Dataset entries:
# # # # # # #
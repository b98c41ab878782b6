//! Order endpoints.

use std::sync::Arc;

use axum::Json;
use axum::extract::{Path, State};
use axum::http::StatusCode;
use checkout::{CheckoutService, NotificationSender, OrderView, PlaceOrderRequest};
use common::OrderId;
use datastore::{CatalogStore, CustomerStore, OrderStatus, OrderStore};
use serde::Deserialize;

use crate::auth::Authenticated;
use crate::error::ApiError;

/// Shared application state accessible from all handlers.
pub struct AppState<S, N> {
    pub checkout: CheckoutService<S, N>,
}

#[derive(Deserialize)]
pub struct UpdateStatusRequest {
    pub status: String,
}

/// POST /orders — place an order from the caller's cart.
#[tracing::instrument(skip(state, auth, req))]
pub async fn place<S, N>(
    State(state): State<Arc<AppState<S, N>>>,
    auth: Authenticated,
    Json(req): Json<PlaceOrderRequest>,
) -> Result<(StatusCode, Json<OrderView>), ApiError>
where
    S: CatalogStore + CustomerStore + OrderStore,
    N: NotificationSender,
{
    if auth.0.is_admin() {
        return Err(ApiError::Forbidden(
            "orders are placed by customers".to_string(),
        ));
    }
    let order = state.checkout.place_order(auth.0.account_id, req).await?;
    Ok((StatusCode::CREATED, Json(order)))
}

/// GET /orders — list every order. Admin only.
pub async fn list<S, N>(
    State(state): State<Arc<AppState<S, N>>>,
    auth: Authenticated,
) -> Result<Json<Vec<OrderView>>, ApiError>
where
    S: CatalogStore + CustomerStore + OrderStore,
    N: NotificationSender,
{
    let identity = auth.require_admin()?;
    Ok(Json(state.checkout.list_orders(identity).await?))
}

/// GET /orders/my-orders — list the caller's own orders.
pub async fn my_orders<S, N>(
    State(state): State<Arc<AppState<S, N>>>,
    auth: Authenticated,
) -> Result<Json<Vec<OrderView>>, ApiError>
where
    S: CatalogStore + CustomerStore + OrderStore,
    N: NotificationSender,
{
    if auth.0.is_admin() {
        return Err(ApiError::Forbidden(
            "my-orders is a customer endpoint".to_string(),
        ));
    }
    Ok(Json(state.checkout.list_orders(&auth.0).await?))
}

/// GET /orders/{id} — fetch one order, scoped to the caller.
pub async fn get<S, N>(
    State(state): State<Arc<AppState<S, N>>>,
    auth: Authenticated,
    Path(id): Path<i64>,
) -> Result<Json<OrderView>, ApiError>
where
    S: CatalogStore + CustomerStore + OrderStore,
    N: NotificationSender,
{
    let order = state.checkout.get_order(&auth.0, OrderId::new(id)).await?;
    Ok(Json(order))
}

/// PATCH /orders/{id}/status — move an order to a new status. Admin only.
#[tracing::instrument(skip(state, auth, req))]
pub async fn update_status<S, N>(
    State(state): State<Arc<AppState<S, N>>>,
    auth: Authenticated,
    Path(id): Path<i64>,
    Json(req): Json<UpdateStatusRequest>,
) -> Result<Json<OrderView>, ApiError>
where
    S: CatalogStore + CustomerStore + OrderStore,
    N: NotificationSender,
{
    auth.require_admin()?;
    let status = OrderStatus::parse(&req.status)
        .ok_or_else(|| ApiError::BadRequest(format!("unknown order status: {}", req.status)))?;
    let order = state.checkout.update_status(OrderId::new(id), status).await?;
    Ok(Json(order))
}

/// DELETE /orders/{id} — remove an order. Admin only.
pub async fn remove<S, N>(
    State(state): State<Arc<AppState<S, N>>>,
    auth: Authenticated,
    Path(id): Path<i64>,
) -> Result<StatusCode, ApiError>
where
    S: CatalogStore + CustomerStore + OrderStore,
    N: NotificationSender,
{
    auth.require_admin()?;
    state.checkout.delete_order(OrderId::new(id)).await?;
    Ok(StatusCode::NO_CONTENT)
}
# # # # # # #
Exercise: All the data needs repeating. Return it exactly.

Task output:
repository b98c41ab878782b6
//! Order endpoints.

use std::sync::Arc;

use axum::Json;
use axum::extract::{Path, State};
use axum::http::StatusCode;
use checkout::{CheckoutService, NotificationSender, OrderView, PlaceOrderRequest};
use common::OrderId;
use datastore::{CatalogStore, CustomerStore, OrderStatus, OrderStore};
use serde::Deserialize;

use crate::auth::Authenticated;
use crate::error::ApiError;

/// Shared application state accessible from all handlers.
pub struct AppState<S, N> {
    pub checkout: CheckoutService<S, N>,
}

#[derive(Deserialize)]
pub struct UpdateStatusRequest {
    pub status: String,
}

/// POST /orders — place an order from the caller's cart.
#[tracing::instrument(skip(state, auth, req))]
pub async fn place<S, N>(
    State(state): State<Arc<AppState<S, N>>>,
    auth: Authenticated,
    Json(req): Json<PlaceOrderRequest>,
) -> Result<(StatusCode, Json<OrderView>), ApiError>
where
    S: CatalogStore + CustomerStore + OrderStore,
    N: NotificationSender,
{
    if auth.0.is_admin() {
        return Err(ApiError::Forbidden(
            "orders are placed by customers".to_string(),
        ));
    }
    let order = state.checkout.place_order(auth.0.account_id, req).await?;
    Ok((StatusCode::CREATED, Json(order)))
}

/// GET /orders — list every order. Admin only.
pub async fn list<S, N>(
    State(state): State<Arc<AppState<S, N>>>,
    auth: Authenticated,
) -> Result<Json<Vec<OrderView>>, ApiError>
where
    S: CatalogStore + CustomerStore + OrderStore,
    N: NotificationSender,
{
    let identity = auth.require_admin()?;
    Ok(Json(state.checkout.list_orders(identity).await?))
}

/// GET /orders/my-orders — list the caller's own orders.
pub async fn my_orders<S, N>(
    State(state): State<Arc<AppState<S, N>>>,
    auth: Authenticated,
) -> Result<Json<Vec<OrderView>>, ApiError>
where
    S: CatalogStore + CustomerStore + OrderStore,
    N: NotificationSender,
{
    if auth.0.is_admin() {
        return Err(ApiError::Forbidden(
            "my-orders is a customer endpoint".to_string(),
        ));
    }
    Ok(Json(state.checkout.list_orders(&auth.0).await?))
}

/// GET /orders/{id} — fetch one order, scoped to the caller.
pub async fn get<S, N>(
    State(state): State<Arc<AppState<S, N>>>,
    auth: Authenticated,
    Path(id): Path<i64>,
) -> Result<Json<OrderView>, ApiError>
where
    S: CatalogStore + CustomerStore + OrderStore,
    N: NotificationSender,
{
    let order = state.checkout.get_order(&auth.0, OrderId::new(id)).await?;
    Ok(Json(order))
}

/// PATCH /orders/{id}/status — move an order to a new status. Admin only.
#[tracing::instrument(skip(state, auth, req))]
pub async fn update_status<S, N>(
    State(state): State<Arc<AppState<S, N>>>,
    auth: Authenticated,
    Path(id): Path<i64>,
    Json(req): Json<UpdateStatusRequest>,
) -> Result<Json<OrderView>, ApiError>
where
    S: CatalogStore + CustomerStore + OrderStore,
    N: NotificationSender,
{
    auth.require_admin()?;
    let status = OrderStatus::parse(&req.status)
        .ok_or_else(|| ApiError::BadRequest(format!("unknown order status: {}", req.status)))?;
    let order = state.checkout.update_status(OrderId::new(id), status).await?;
    Ok(Json(order))
}

/// DELETE /orders/{id} — remove an order. Admin only.
pub async fn remove<S, N>(
    State(state): State<Arc<AppState<S, N>>>,
    auth: Authenticated,
    Path(id): Path<i64>,
) -> Result<StatusCode, ApiError>
where
    S: CatalogStore + CustomerStore + OrderStore,
    N: NotificationSender,
{
    auth.require_admin()?;
    state.checkout.delete_order(OrderId::new(id)).await?;
    Ok(StatusCode::NO_CONTENT)
}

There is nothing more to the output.